» What is required:
Please return all of the entries below exactly as they are written.

§

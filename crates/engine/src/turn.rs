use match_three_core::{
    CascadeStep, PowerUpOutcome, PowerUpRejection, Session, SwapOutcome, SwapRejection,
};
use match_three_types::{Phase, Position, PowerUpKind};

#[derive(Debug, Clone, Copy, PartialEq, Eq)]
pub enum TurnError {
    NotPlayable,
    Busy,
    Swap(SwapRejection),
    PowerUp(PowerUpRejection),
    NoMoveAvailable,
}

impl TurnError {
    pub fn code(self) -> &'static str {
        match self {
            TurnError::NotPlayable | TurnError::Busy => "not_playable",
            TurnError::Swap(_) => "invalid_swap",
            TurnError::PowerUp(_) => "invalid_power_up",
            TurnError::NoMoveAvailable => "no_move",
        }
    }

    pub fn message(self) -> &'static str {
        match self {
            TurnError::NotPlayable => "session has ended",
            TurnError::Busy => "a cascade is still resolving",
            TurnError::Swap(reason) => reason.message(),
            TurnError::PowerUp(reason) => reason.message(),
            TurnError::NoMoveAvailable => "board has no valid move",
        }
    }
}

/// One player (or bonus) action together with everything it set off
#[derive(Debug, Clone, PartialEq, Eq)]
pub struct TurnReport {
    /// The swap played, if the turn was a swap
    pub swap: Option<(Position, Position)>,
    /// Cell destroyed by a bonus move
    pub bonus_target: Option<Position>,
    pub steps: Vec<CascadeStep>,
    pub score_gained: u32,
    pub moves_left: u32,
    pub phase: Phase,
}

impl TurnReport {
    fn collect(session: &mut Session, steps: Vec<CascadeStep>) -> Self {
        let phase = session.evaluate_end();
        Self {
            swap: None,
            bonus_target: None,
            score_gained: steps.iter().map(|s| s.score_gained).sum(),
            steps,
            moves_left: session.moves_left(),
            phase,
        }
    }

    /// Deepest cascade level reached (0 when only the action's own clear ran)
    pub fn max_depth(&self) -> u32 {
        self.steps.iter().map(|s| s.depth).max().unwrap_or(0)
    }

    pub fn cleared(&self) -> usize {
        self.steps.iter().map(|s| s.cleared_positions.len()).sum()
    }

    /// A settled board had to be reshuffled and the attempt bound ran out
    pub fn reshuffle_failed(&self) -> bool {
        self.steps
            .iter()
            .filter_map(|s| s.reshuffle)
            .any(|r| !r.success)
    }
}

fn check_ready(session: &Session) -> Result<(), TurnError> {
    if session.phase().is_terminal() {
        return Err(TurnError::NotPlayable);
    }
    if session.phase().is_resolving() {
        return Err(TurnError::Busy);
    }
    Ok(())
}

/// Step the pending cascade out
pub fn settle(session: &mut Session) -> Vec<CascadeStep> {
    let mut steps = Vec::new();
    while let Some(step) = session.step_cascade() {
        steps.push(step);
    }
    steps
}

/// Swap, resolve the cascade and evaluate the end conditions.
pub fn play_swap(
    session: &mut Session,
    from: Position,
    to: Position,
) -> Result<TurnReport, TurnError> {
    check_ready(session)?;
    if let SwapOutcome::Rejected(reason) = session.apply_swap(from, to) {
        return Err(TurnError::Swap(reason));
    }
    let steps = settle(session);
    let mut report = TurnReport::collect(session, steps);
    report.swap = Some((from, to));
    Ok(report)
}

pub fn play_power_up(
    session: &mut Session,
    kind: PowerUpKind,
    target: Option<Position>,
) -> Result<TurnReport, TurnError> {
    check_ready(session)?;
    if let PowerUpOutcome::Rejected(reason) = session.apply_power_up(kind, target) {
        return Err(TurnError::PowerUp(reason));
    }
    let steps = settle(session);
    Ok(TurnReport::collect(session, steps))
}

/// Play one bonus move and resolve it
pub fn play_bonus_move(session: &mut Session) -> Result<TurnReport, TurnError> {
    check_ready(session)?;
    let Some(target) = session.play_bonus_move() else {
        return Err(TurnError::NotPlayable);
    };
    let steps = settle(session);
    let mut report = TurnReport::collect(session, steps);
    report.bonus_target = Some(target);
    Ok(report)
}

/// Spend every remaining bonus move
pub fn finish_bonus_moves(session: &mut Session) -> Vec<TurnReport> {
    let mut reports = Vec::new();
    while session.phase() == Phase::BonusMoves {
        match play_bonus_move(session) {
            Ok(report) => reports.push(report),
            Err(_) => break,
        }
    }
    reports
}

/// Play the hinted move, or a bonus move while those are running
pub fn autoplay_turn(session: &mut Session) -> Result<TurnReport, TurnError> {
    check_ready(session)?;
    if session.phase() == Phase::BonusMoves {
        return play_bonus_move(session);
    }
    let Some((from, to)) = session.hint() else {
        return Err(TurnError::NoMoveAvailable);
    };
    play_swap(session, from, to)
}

§

» Task response:
filename crates/engine/src/turn.rs
use match_three_core::{
    CascadeStep, PowerUpOutcome, PowerUpRejection, Session, SwapOutcome, SwapRejection,
};
use match_three_types::{Phase, Position, PowerUpKind};

#[derive(Debug, Clone, Copy, PartialEq, Eq)]
pub enum TurnError {
    NotPlayable,
    Busy,
    Swap(SwapRejection),
    PowerUp(PowerUpRejection),
    NoMoveAvailable,
}

impl TurnError {
    pub fn code(self) -> &'static str {
        match self {
            TurnError::NotPlayable | TurnError::Busy => "not_playable",
            TurnError::Swap(_) => "invalid_swap",
            TurnError::PowerUp(_) => "invalid_power_up",
            TurnError::NoMoveAvailable => "no_move",
        }
    }

    pub fn message(self) -> &'static str {
        match self {
            TurnError::NotPlayable => "session has ended",
            TurnError::Busy => "a cascade is still resolving",
            TurnError::Swap(reason) => reason.message(),
            TurnError::PowerUp(reason) => reason.message(),
            TurnError::NoMoveAvailable => "board has no valid move",
        }
    }
}

/// One player (or bonus) action together with everything it set off
#[derive(Debug, Clone, PartialEq, Eq)]
pub struct TurnReport {
    /// The swap played, if the turn was a swap
    pub swap: Option<(Position, Position)>,
    /// Cell destroyed by a bonus move
    pub bonus_target: Option<Position>,
    pub steps: Vec<CascadeStep>,
    pub score_gained: u32,
    pub moves_left: u32,
    pub phase: Phase,
}

impl TurnReport {
    fn collect(session: &mut Session, steps: Vec<CascadeStep>) -> Self {
        let phase = session.evaluate_end();
        Self {
            swap: None,
            bonus_target: None,
            score_gained: steps.iter().map(|s| s.score_gained).sum(),
            steps,
            moves_left: session.moves_left(),
            phase,
        }
    }

    /// Deepest cascade level reached (0 when only the action's own clear ran)
    pub fn max_depth(&self) -> u32 {
        self.steps.iter().map(|s| s.depth).max().unwrap_or(0)
    }

    pub fn cleared(&self) -> usize {
        self.steps.iter().map(|s| s.cleared_positions.len()).sum()
    }

    /// A settled board had to be reshuffled and the attempt bound ran out
    pub fn reshuffle_failed(&self) -> bool {
        self.steps
            .iter()
            .filter_map(|s| s.reshuffle)
            .any(|r| !r.success)
    }
}

fn check_ready(session: &Session) -> Result<(), TurnError> {
    if session.phase().is_terminal() {
        return Err(TurnError::NotPlayable);
    }
    if session.phase().is_resolving() {
        return Err(TurnError::Busy);
    }
    Ok(())
}

/// Step the pending cascade out
pub fn settle(session: &mut Session) -> Vec<CascadeStep> {
    let mut steps = Vec::new();
    while let Some(step) = session.step_cascade() {
        steps.push(step);
    }
    steps
}

/// Swap, resolve the cascade and evaluate the end conditions.
pub fn play_swap(
    session: &mut Session,
    from: Position,
    to: Position,
) -> Result<TurnReport, TurnError> {
    check_ready(session)?;
    if let SwapOutcome::Rejected(reason) = session.apply_swap(from, to) {
        return Err(TurnError::Swap(reason));
    }
    let steps = settle(session);
    let mut report = TurnReport::collect(session, steps);
    report.swap = Some((from, to));
    Ok(report)
}

pub fn play_power_up(
    session: &mut Session,
    kind: PowerUpKind,
    target: Option<Position>,
) -> Result<TurnReport, TurnError> {
    check_ready(session)?;
    if let PowerUpOutcome::Rejected(reason) = session.apply_power_up(kind, target) {
        return Err(TurnError::PowerUp(reason));
    }
    let steps = settle(session);
    Ok(TurnReport::collect(session, steps))
}

/// Play one bonus move and resolve it
pub fn play_bonus_move(session: &mut Session) -> Result<TurnReport, TurnError> {
    check_ready(session)?;
    let Some(target) = session.play_bonus_move() else {
        return Err(TurnError::NotPlayable);
    };
    let steps = settle(session);
    let mut report = TurnReport::collect(session, steps);
    report.bonus_target = Some(target);
    Ok(report)
}

/// Spend every remaining bonus move
pub fn finish_bonus_moves(session: &mut Session) -> Vec<TurnReport> {
    let mut reports = Vec::new();
    while session.phase() == Phase::BonusMoves {
        match play_bonus_move(session) {
            Ok(report) => reports.push(report),
            Err(_) => break,
        }
    }
    reports
}

/// Play the hinted move, or a bonus move while those are running
pub fn autoplay_turn(session: &mut Session) -> Result<TurnReport, TurnError> {
    check_ready(session)?;
    if session.phase() == Phase::BonusMoves {
        return play_bonus_move(session);
    }
    let Some((from, to)) = session.hint() else {
        return Err(TurnError::NoMoveAvailable);
    };
    play_swap(session, from, to)
}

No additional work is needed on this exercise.